4 Comments on "Why the Peak Resource Crowd Is Wrong"
Plantagenet on Tue, 23rd Apr 2013 12:06 am
The carbon tax idea doesn’t work.
They tried it in the EU and the carbon tax system has collapsed right along with the rest of the EU economy..
DC on Tue, 23rd Apr 2013 12:50 am
As part of the ongoing effort to correct plants rants and falsehoods, the truth.
http://www.nytimes.com/2010/06/23/business/energy-environment/23carbon.html?ref=cap_and_trade&_r=0
There still as, afaik, no single agreed up carbon tax for the EU as yet. Only the proposals mentioned, which were put forward in 2010. Nor has the EU economy collapsed, though it has hard a hard time dealing with the fallout of the US initiated economic warfare that been ongoing for some time now, collapse is hardly the word one would use to describe the situation there. If the EUs economy has ‘collapsed’ then so has the US’s by plants definition.
The EU cap and trade IS a mess, not clear if thats what plants thinks is going on. Cap and trade and Carbon taxes are not even remotely the same. In fact, Industry supports cap and trade because they know full well they dont work. Polluters vehemently however, oppose carbon taxes since they target polluters directly, at the source. Cap and trade schemes dont work *anywhere*, a feature, not a bug.
Note the times article points out this
Q/Only a handful of E.U. countries, including Denmark, Finland and Sweden, already have such taxes.
Im pretty sure none of those countries have collapsed either, in fact, last I heard they were doing ok all things considered.
GregT on Tue, 23rd Apr 2013 3:10 am
Solar power is not a renewable resource. This article is completely off-base. The only renewable resources, are the resources that grow naturally, within the confines of the Laws of Nature. The very resources that are dying off in every single ecosystem on the entire planet.

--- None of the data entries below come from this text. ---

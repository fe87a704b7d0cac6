use super::request::{client_ip, is_quiet_path, parse_request, redacted_headers, ParsedRequest};
use super::response::{write_body, write_handler_response, write_preflight};
use crate::controllers::{self, HandlerResponse, UserStore};
use crate::model::StaticModelRegistry;
use crate::openapi::{assemble, render, DocFormat, DocInfo};
use crate::router::{self, RouteMatch, Router};
use askama::Template;
use http::Method;
use may_minihttp::{HttpService, Request, Response};
use serde_json::json;
use std::io;
use std::sync::Arc;
use std::time::Instant;
use tracing::{debug, error, info};

/// URL the Swagger UI page loads the document from.
pub const SPEC_URL: &str = "/swagger.json";

#[derive(Template)]
#[template(path = "swagger.html")]
struct SwaggerUiPage<'a> {
    title: &'a str,
    spec_url: &'a str,
}

/// What the service answers with, before it is written to the wire.
#[derive(Debug, Clone, PartialEq)]
pub enum Reply {
    Json(HandlerResponse),
    Html(String),
    /// Rendered OpenAPI document
    Document(Vec<u8>),
    /// Answer to a CORS preflight
    Preflight,
}

impl Reply {
    #[must_use]
    pub fn status(&self) -> u16 {
        match self {
            Reply::Json(hr) => hr.status,
            Reply::Html(_) | Reply::Document(_) | Reply::Preflight => 200,
        }
    }
}

/// The application's HTTP service: route table, model registry and user store.
///
/// Clones share all state; may_minihttp clones the service per connection.
#[derive(Clone)]
pub struct AppService {
    router: Arc<Router>,
    models: Arc<StaticModelRegistry>,
    doc_info: Arc<DocInfo>,
    store: UserStore,
}

impl AppService {
    pub fn new(router: Router, models: StaticModelRegistry, doc_info: DocInfo) -> Self {
        Self {
            router: Arc::new(router),
            models: Arc::new(models),
            doc_info: Arc::new(doc_info),
            store: UserStore::new(),
        }
    }

    #[must_use]
    pub fn with_store(mut self, store: UserStore) -> Self {
        self.store = store;
        self
    }

    #[must_use]
    pub fn store(&self) -> &UserStore {
        &self.store
    }

    /// Route and answer one request.
    #[must_use]
    pub fn handle(&self, method: &str, path: &str, body: &str) -> Reply {
        let Ok(method) = Method::from_bytes(method.as_bytes()) else {
            return Reply::Json(HandlerResponse::error(400, "Bad request"));
        };
        if method == Method::OPTIONS {
            return Reply::Preflight;
        }
        match self.router.route_request(&method, path) {
            Some(route) => self.dispatch(&route, path, body),
            None => Reply::Json(HandlerResponse::error(404, "Route not found")),
        }
    }

    fn dispatch(&self, route: &RouteMatch, path: &str, body: &str) -> Reply {
        let id = route.get_path_param("id");
        let hr = match route.handler_name.as_str() {
            router::LIST_USERS => controllers::list_users(&self.store),
            router::GET_USER => controllers::get_user(&self.store, id),
            router::CREATE_USER => controllers::create_user(&self.store, body),
            router::UPDATE_USER => controllers::update_user(&self.store, id, body),
            router::DELETE_USER => controllers::delete_user(&self.store, id),
            router::HEALTH => HandlerResponse::json(
                200,
                json!({"status": "healthy", "message": "Server is running"}),
            ),
            router::SWAGGER_JSON => return self.swagger_json(),
            router::SWAGGER_UI => return self.swagger_ui(path),
            other => {
                error!(handler_name = %other, "No handler registered");
                HandlerResponse::error(500, "Internal server error")
            }
        };
        Reply::Json(hr)
    }

    /// Assemble the document from the live registries on every request.
    fn swagger_json(&self) -> Reply {
        let rendered = assemble(self.router.as_ref(), self.models.as_ref(), &self.doc_info)
            .and_then(|doc| render(&doc, DocFormat::Json));
        match rendered {
            Ok(bytes) => Reply::Document(bytes),
            Err(err) => {
                error!(error = %err, "Failed to generate OpenAPI document");
                Reply::Json(HandlerResponse::error(
                    500,
                    &format!("Error generating swagger spec: {err}"),
                ))
            }
        }
    }

    fn swagger_ui(&self, path: &str) -> Reply {
        if !matches!(path, "/swagger/" | "/swagger/index.html") {
            return Reply::Json(HandlerResponse::error(404, "Route not found"));
        }
        let page = SwaggerUiPage {
            title: &self.doc_info.title,
            spec_url: SPEC_URL,
        };
        match page.render() {
            Ok(html) => Reply::Html(html),
            Err(err) => {
                error!(error = %err, "Failed to render Swagger UI");
                Reply::Json(HandlerResponse::error(500, "Internal server error"))
            }
        }
    }
}

impl HttpService for AppService {
    fn call(&mut self, req: Request, res: &mut Response) -> io::Result<()> {
        let started = Instant::now();
        let ParsedRequest {
            method,
            path,
            headers,
            body,
        } = parse_request(req);

        let reply = self.handle(&method, &path, &body);
        let status = reply.status();
        match reply {
            Reply::Json(hr) => write_handler_response(res, &hr),
            Reply::Html(html) => {
                write_body(res, 200, "Content-Type: text/html; charset=utf-8", html.into_bytes());
            }
            Reply::Document(bytes) => write_body(res, 200, "Content-Type: application/json", bytes),
            Reply::Preflight => write_preflight(res),
        }

        let duration_us = started.elapsed().as_micros() as u64;
        if is_quiet_path(&path) {
            debug!(method = %method, path = %path, status, duration_us, "Request served");
        } else {
            info!(
                method = %method,
                path = %path,
                status,
                duration_us,
                client_ip = client_ip(&headers).unwrap_or("-"),
                request_bytes = body.len(),
                "Request served"
            );
            debug!(headers = ?redacted_headers(&headers), "Request headers");
        }
        Ok(())
    }
}
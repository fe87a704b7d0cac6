use super::types::{Describe, FieldDescriptor, TypeDescriptor, TypeKind};
use chrono::{DateTime, Utc};
use serde::{Deserialize, Serialize};

/// Application user, stored by the users controller.
#[derive(Debug, Clone, PartialEq, Serialize, Deserialize)]
pub struct User {
    pub id: u64,
    pub name: String,
    pub email: String,
    pub created_at: DateTime<Utc>,
    pub updated_at: DateTime<Utc>,
}

impl Describe for User {
    fn describe() -> TypeDescriptor {
        TypeDescriptor::new("User")
            .with_field(FieldDescriptor::tagged("ID", TypeKind::u64(), "id"))
            .with_field(FieldDescriptor::tagged("Name", TypeKind::String, "name"))
            .with_field(FieldDescriptor::tagged("Email", TypeKind::String, "email"))
            .with_field(FieldDescriptor::tagged(
                "CreatedAt",
                TypeKind::Timestamp,
                "created_at",
            ))
            .with_field(FieldDescriptor::tagged(
                "UpdatedAt",
                TypeKind::Timestamp,
                "updated_at",
            ))
    }
}
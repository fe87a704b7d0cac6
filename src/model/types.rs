use std::fmt;

/// Type names recognised as calendar timestamps when they appear as composites.
const TIMESTAMP_TYPE_NAMES: [&str; 6] = [
    "time.Time",
    "Time",
    "DateTime",
    "NaiveDateTime",
    "SystemTime",
    "Timestamp",
];

/// Closed universe of field types the schema deriver understands.
///
/// Models describe themselves with these variants instead of being reflected
/// on at runtime, so derivation is an exhaustive match.
#[derive(Debug, Clone, PartialEq, Eq)]
pub enum TypeKind {
    /// Any string-like primitive
    String,
    /// Integer of the given width; `bits == 0` means platform width
    Int { bits: u8, signed: bool },
    /// `f32` / `f64`
    Float,
    /// `bool`
    Bool,
    /// A collection; the element kind is recorded but not introspected
    Sequence(Box<TypeKind>),
    /// A calendar timestamp (serialized as RFC 3339)
    Timestamp,
    /// A nested structure with its own fields
    Composite(TypeDescriptor),
    /// Anything else, carried by name for diagnostics
    Unknown(String),
}

impl TypeKind {
    pub fn u64() -> Self {
        TypeKind::Int {
            bits: 64,
            signed: false,
        }
    }

    pub fn i64() -> Self {
        TypeKind::Int {
            bits: 64,
            signed: true,
        }
    }

    pub fn i32() -> Self {
        TypeKind::Int {
            bits: 32,
            signed: true,
        }
    }

    pub fn seq(inner: TypeKind) -> Self {
        TypeKind::Sequence(Box::new(inner))
    }

    #[must_use]
    pub fn is_integer(&self) -> bool {
        matches!(self, TypeKind::Int { .. })
    }
}

impl fmt::Display for TypeKind {
    fn fmt(&self, f: &mut fmt::Formatter<'_>) -> fmt::Result {
        match self {
            TypeKind::String => write!(f, "string"),
            TypeKind::Int { bits: 0, signed } => {
                write!(f, "{}", if *signed { "int" } else { "uint" })
            }
            TypeKind::Int { bits, signed } => {
                write!(f, "{}{}", if *signed { "i" } else { "u" }, bits)
            }
            TypeKind::Float => write!(f, "float"),
            TypeKind::Bool => write!(f, "bool"),
            TypeKind::Sequence(inner) => write!(f, "[{inner}]"),
            TypeKind::Timestamp => write!(f, "timestamp"),
            TypeKind::Composite(desc) => write!(f, "{}", desc.name),
            TypeKind::Unknown(name) => write!(f, "{name}"),
        }
    }
}

/// Check whether a composite type name denotes a calendar timestamp.
#[must_use]
pub fn is_timestamp_name(name: &str) -> bool {
    TIMESTAMP_TYPE_NAMES.contains(&name)
        || name.ends_with("::DateTime")
        || name.starts_with("DateTime<")
}

/// One field of a described model.
///
/// `tag` is the raw serialization tag: `"name"`, `"name,omitempty"`,
/// `",omitempty"` or `"-"`. An absent or empty tag excludes the field.
#[derive(Debug, Clone, PartialEq, Eq)]
pub struct FieldDescriptor {
    /// Source identifier (e.g. `CreatedAt`)
    pub ident: String,
    /// Raw serialization tag, if any
    pub tag: Option<String>,
    /// Field type
    pub kind: TypeKind,
}

impl FieldDescriptor {
    /// A field without a serialization tag (never documented).
    pub fn new(ident: impl Into<String>, kind: TypeKind) -> Self {
        Self {
            ident: ident.into(),
            tag: None,
            kind,
        }
    }

    pub fn tagged(ident: impl Into<String>, kind: TypeKind, tag: impl Into<String>) -> Self {
        Self {
            ident: ident.into(),
            tag: Some(tag.into()),
            kind,
        }
    }

    /// Name under which the field appears on the wire.
    ///
    /// Returns `None` when the tag is absent, empty or the explicit `-` marker.
    /// A tag with an empty name segment falls back to the lower-cased identifier.
    #[must_use]
    pub fn wire_name(&self) -> Option<String> {
        let tag = self.tag.as_deref()?;
        if tag.is_empty() || tag == "-" {
            return None;
        }
        let name = tag.split(',').next().unwrap_or_default();
        if name.is_empty() {
            Some(self.ident.to_lowercase())
        } else {
            Some(name.to_string())
        }
    }

    /// Whether the tag carries the `omitempty` modifier.
    #[must_use]
    pub fn is_omittable(&self) -> bool {
        self.tag
            .as_deref()
            .map(|tag| tag.split(',').skip(1).any(|m| m.trim() == "omitempty"))
            .unwrap_or(false)
    }
}

/// Structural description of one registered model.
#[derive(Debug, Clone, PartialEq, Eq)]
pub struct TypeDescriptor {
    /// Schema name in `components.schemas` (e.g. `User`)
    pub name: String,
    /// Fields in declaration order
    pub fields: Vec<FieldDescriptor>,
}

impl TypeDescriptor {
    pub fn new(name: impl Into<String>) -> Self {
        Self {
            name: name.into(),
            fields: Vec::new(),
        }
    }

    #[must_use]
    pub fn with_field(mut self, field: FieldDescriptor) -> Self {
        self.fields.push(field);
        self
    }
}

/// Types that can describe their own wire structure.
pub trait Describe {
    fn describe() -> TypeDescriptor;
}
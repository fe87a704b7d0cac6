//! Rendering and persisting the assembled document.

use super::types::SpecDocument;
use crate::error::DocError;
use std::fs;
use std::io::Write as _;
use std::path::Path;
use tempfile::NamedTempFile;
use tracing::info;

/// Output encoding of the document.
#[derive(Debug, Clone, Copy, PartialEq, Eq, Default)]
pub enum DocFormat {
    #[default]
    Json,
    Yaml,
}

impl DocFormat {
    /// YAML for `.yaml`/`.yml` destinations, JSON otherwise.
    #[must_use]
    pub fn from_path(path: &Path) -> Self {
        match path.extension().and_then(|e| e.to_str()) {
            Some(ext) if ext.eq_ignore_ascii_case("yaml") || ext.eq_ignore_ascii_case("yml") => {
                DocFormat::Yaml
            }
            _ => DocFormat::Json,
        }
    }

    #[must_use]
    pub fn content_type(self) -> &'static str {
        match self {
            DocFormat::Json => "application/json",
            DocFormat::Yaml => "application/yaml",
        }
    }
}

/// Serialize `doc` with stable key order.
///
/// # Errors
///
/// Returns a serialization error if the document cannot be encoded.
pub fn render(doc: &SpecDocument, format: DocFormat) -> Result<Vec<u8>, DocError> {
    let bytes = match format {
        DocFormat::Json => {
            let mut out = serde_json::to_vec_pretty(doc)?;
            out.push(b'\n');
            out
        }
        DocFormat::Yaml => serde_yaml::to_string(doc)?.into_bytes(),
    };
    Ok(bytes)
}

/// Render `doc` in the format implied by `path` and replace the file.
///
/// The bytes go to a temporary file next to the destination which is then
/// renamed into place, so `path` only ever holds a complete document.
///
/// # Errors
///
/// Serialization errors, or [`DocError::Write`] with the underlying I/O error.
pub fn write_document(doc: &SpecDocument, path: &Path) -> Result<(), DocError> {
    let bytes = render(doc, DocFormat::from_path(path))?;
    let write_err = |source: std::io::Error| DocError::Write {
        path: path.to_path_buf(),
        source,
    };

    let dir = match path.parent() {
        Some(parent) if !parent.as_os_str().is_empty() => parent,
        _ => Path::new("."),
    };
    fs::create_dir_all(dir).map_err(write_err)?;

    let mut tmp = NamedTempFile::new_in(dir).map_err(write_err)?;
    tmp.write_all(&bytes).map_err(write_err)?;
    tmp.as_file().sync_all().map_err(write_err)?;
    tmp.persist(path).map_err(|e| write_err(e.error))?;

    info!(path = %path.display(), bytes = bytes.len(), "Wrote OpenAPI document");
    Ok(())
}

#[cfg(test)]
mod tests {
    use super::*;
    use crate::model::default_models;
    use crate::openapi::{assemble, DocInfo};
    use crate::router::app_routes;
    use std::path::PathBuf;

    fn doc() -> SpecDocument {
        assemble(&app_routes(), &default_models(), &DocInfo::default()).unwrap()
    }

    #[test]
    fn test_format_from_path() {
        assert_eq!(DocFormat::from_path(Path::new("docs/swagger.json")), DocFormat::Json);
        assert_eq!(DocFormat::from_path(Path::new("openapi.YAML")), DocFormat::Yaml);
        assert_eq!(DocFormat::from_path(Path::new("openapi.yml")), DocFormat::Yaml);
        assert_eq!(DocFormat::from_path(Path::new("swagger")), DocFormat::Json);
    }

    #[test]
    fn test_write_creates_parent_dirs() {
        let dir = tempfile::tempdir().unwrap();
        let path = dir.path().join("nested/docs/swagger.json");
        write_document(&doc(), &path).unwrap();

        let text = fs::read_to_string(&path).unwrap();
        let v: serde_json::Value = serde_json::from_str(&text).unwrap();
        assert_eq!(v["openapi"], "3.0.0");
        // no temp files left behind
        let entries = fs::read_dir(path.parent().unwrap()).unwrap().count();
        assert_eq!(entries, 1);
    }

    #[test]
    fn test_write_replaces_existing() {
        let dir = tempfile::tempdir().unwrap();
        let path = dir.path().join("swagger.json");
        fs::write(&path, "stale").unwrap();
        write_document(&doc(), &path).unwrap();
        assert!(fs::read_to_string(&path).unwrap().starts_with('{'));
    }

    #[test]
    fn test_yaml_output() {
        let dir = tempfile::tempdir().unwrap();
        let path = dir.path().join("openapi.yaml");
        write_document(&doc(), &path).unwrap();
        let text = fs::read_to_string(&path).unwrap();
        let back: serde_yaml::Value = serde_yaml::from_str(&text).unwrap();
        assert_eq!(back["openapi"].as_str(), Some("3.0.0"));
        assert!(back["components"]["schemas"]["User"].is_mapping());
    }

    #[test]
    fn test_write_error_names_destination() {
        let dir = tempfile::tempdir().unwrap();
        let blocker = dir.path().join("file");
        fs::write(&blocker, "x").unwrap();
        // parent is a regular file, so the directory cannot be created
        let path: PathBuf = blocker.join("swagger.json");
        let err = write_document(&doc(), &path).unwrap_err();
        match err {
            DocError::Write { path: p, .. } => assert_eq!(p, path),
            other => panic!("unexpected error: {other}"),
        }
    }
}
//! # CLI Module
//!
//! The `went` command line: run the server and the developer tooling around it.
//!
//! ## Commands
//!
//! ### `serve`
//!
//! Print the start-up banner and the route listing, then serve the API:
//!
//! ```bash
//! went serve --port 8080
//! ```
//!
//! ### `routes`
//!
//! Print every documentable route, sorted by path then method:
//!
//! ```bash
//! went routes
//! ```
//!
//! ### `docs generate`
//!
//! Assemble the OpenAPI document and write it to disk. A `.yaml`/`.yml`
//! extension selects YAML:
//!
//! ```bash
//! went docs generate --output docs/swagger.json
//! ```
//!
//! ### `make-model`
//!
//! Scaffold a model and controller from templates:
//!
//! ```bash
//! went make-model Product --out src --force
//! ```
//!
//! ## Usage from Code
//!
//! ```rust,no_run
//! use went::cli::{Cli, run_cli};
//! use clap::Parser;
//!
//! # fn main() -> anyhow::Result<()> {
//! let cli = Cli::parse();
//! run_cli(cli)?;
//! # Ok(())
//! # }
//! ```

mod commands;
mod routes;

pub use commands::{run_cli, run_with_config, Cli, Commands, DocsCommand};
pub use routes::{banner, describe_route, print_routes, route_lines, RouteLine};
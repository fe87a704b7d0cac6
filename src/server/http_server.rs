//! Server lifecycle: bind, wait until the health route answers, stop.

use may::coroutine::JoinHandle;
use may_minihttp::HttpService;
use std::io::{self, Read, Write};
use std::net::{IpAddr, Ipv4Addr, Ipv6Addr, SocketAddr, TcpStream, ToSocketAddrs};
use std::thread;
use std::time::{Duration, Instant};
use tracing::{debug, info, warn};

/// Route polled by [`ServerHandle::wait_ready`].
pub const READY_PATH: &str = "/api/health";

const READY_TIMEOUT: Duration = Duration::from_secs(2);
const POLL_INTERVAL: Duration = Duration::from_millis(10);
const IO_TIMEOUT: Duration = Duration::from_millis(250);

/// Wrapper around may_minihttp's HTTP server
pub struct HttpServer<T>(pub T);

/// Handle to a running HTTP server
pub struct ServerHandle {
    addr: SocketAddr,
    handle: JoinHandle<()>,
}

impl ServerHandle {
    /// Address the server is bound to.
    #[must_use]
    pub fn addr(&self) -> SocketAddr {
        self.addr
    }

    /// Wait until `GET /api/health` answers 200.
    ///
    /// # Errors
    ///
    /// `TimedOut` if the health route does not answer within two seconds.
    pub fn wait_ready(&self) -> io::Result<()> {
        self.wait_ready_on(READY_PATH, READY_TIMEOUT)
    }

    /// Wait until `GET path` answers 200, polling until `timeout` elapses.
    ///
    /// # Errors
    ///
    /// `TimedOut` if no 200 arrives in time.
    pub fn wait_ready_on(&self, path: &str, timeout: Duration) -> io::Result<()> {
        let deadline = Instant::now() + timeout;
        let mut attempts = 0u32;
        loop {
            attempts += 1;
            if responds_ok(&self.addr, path) {
                debug!(addr = %self.addr, path, attempts, "Server ready");
                return Ok(());
            }
            if Instant::now() >= deadline {
                return Err(io::Error::new(
                    io::ErrorKind::TimedOut,
                    format!("GET {path} did not answer 200 within {timeout:?}"),
                ));
            }
            thread::sleep(POLL_INTERVAL);
        }
    }

    /// Cancel the server coroutine and wait for it to finish.
    pub fn stop(self) {
        // SAFETY: the service holds no resources that must outlive the coroutine.
        #[allow(unsafe_code)]
        unsafe {
            self.handle.coroutine().cancel();
        }
        if self.handle.join().is_err() {
            warn!(addr = %self.addr, "Server coroutine ended with a panic");
        }
        info!(addr = %self.addr, "Server stopped");
    }

    /// Block until the server coroutine finishes.
    ///
    /// # Errors
    ///
    /// Returns an error if the server thread panicked.
    pub fn join(self) -> std::thread::Result<()> {
        self.handle.join()
    }
}

impl<T: HttpService + Clone + Send + Sync + 'static> HttpServer<T> {
    /// Start the HTTP server on the given address
    ///
    /// # Errors
    ///
    /// Returns an error if the address is invalid or the port cannot be bound.
    pub fn start<A: ToSocketAddrs>(self, addr: A) -> io::Result<ServerHandle> {
        let addr = addr
            .to_socket_addrs()?
            .next()
            .ok_or_else(|| io::Error::new(io::ErrorKind::InvalidInput, "invalid address"))?;
        let handle = may_minihttp::HttpServer(self.0).start(addr)?;
        info!(addr = %addr, "Server listening");
        Ok(ServerHandle { addr, handle })
    }
}

/// Whether `GET path` on the server at `addr` answers with status 200.
///
/// Wildcard bind addresses are reached through loopback.
#[must_use]
pub fn responds_ok(addr: &SocketAddr, path: &str) -> bool {
    let target = dial_addr(*addr);
    let Ok(mut stream) = TcpStream::connect_timeout(&target, IO_TIMEOUT) else {
        return false;
    };
    if stream.set_read_timeout(Some(IO_TIMEOUT)).is_err() {
        return false;
    }
    let req = format!("GET {path} HTTP/1.1\r\nHost: {target}\r\nConnection: close\r\n\r\n");
    if stream.write_all(req.as_bytes()).is_err() {
        return false;
    }
    let mut head = [0u8; 32];
    let mut read = 0;
    while read < head.len() {
        match stream.read(&mut head[read..]) {
            Ok(0) | Err(_) => break,
            Ok(n) => read += n,
        }
    }
    status_is_ok(&head[..read])
}

fn status_is_ok(head: &[u8]) -> bool {
    std::str::from_utf8(head)
        .ok()
        .and_then(|s| s.split_whitespace().nth(1))
        .is_some_and(|code| code == "200")
}

fn dial_addr(addr: SocketAddr) -> SocketAddr {
    match addr.ip() {
        IpAddr::V4(ip) if ip.is_unspecified() => {
            SocketAddr::new(IpAddr::V4(Ipv4Addr::LOCALHOST), addr.port())
        }
        IpAddr::V6(ip) if ip.is_unspecified() => {
            SocketAddr::new(IpAddr::V6(Ipv6Addr::LOCALHOST), addr.port())
        }
        _ => addr,
    }
}

#[cfg(test)]
mod tests {
    use super::*;

    #[test]
    fn test_status_is_ok() {
        assert!(status_is_ok(b"HTTP/1.1 200 OK\r\n"));
        assert!(!status_is_ok(b"HTTP/1.1 404 Not Found\r\n"));
        assert!(!status_is_ok(b"HTTP/1.1 2000"));
        assert!(!status_is_ok(b""));
    }

    #[test]
    fn test_wildcard_dials_loopback() {
        let v4: SocketAddr = "0.0.0.0:3000".parse().unwrap();
        assert_eq!(dial_addr(v4), "127.0.0.1:3000".parse().unwrap());
        let v6: SocketAddr = "[::]:3000".parse().unwrap();
        assert_eq!(dial_addr(v6), "[::1]:3000".parse().unwrap());
        let bound: SocketAddr = "10.0.0.5:8080".parse().unwrap();
        assert_eq!(dial_addr(bound), bound);
    }

    #[test]
    fn test_closed_port_is_not_ok() {
        let port = std::net::TcpListener::bind("127.0.0.1:0")
            .unwrap()
            .local_addr()
            .unwrap()
            .port();
        let addr: SocketAddr = format!("127.0.0.1:{port}").parse().unwrap();
        assert!(!responds_ok(&addr, READY_PATH));
    }
}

We either stop what we are doing, or the Earth will do it for us.
BillT on Tue, 23rd Apr 2013 4:12 am
GregT, as usual, I agree. This is more techie porn. Tech cannot exist without cheap, plentiful energy and that only come out of the ground as a hydrocarbon. Only muscle power is truly renewable and that comes from sunlight on plants.
And, DC, from all I have read, the West has already collapsed, it just hasn’t fallen on its face yet because it is being propped up by mountains of fiat paper. That includes the US The EU and Japan. 48 million on food stamps is a good sign of the situation in the US. And the number is growing, not contracting.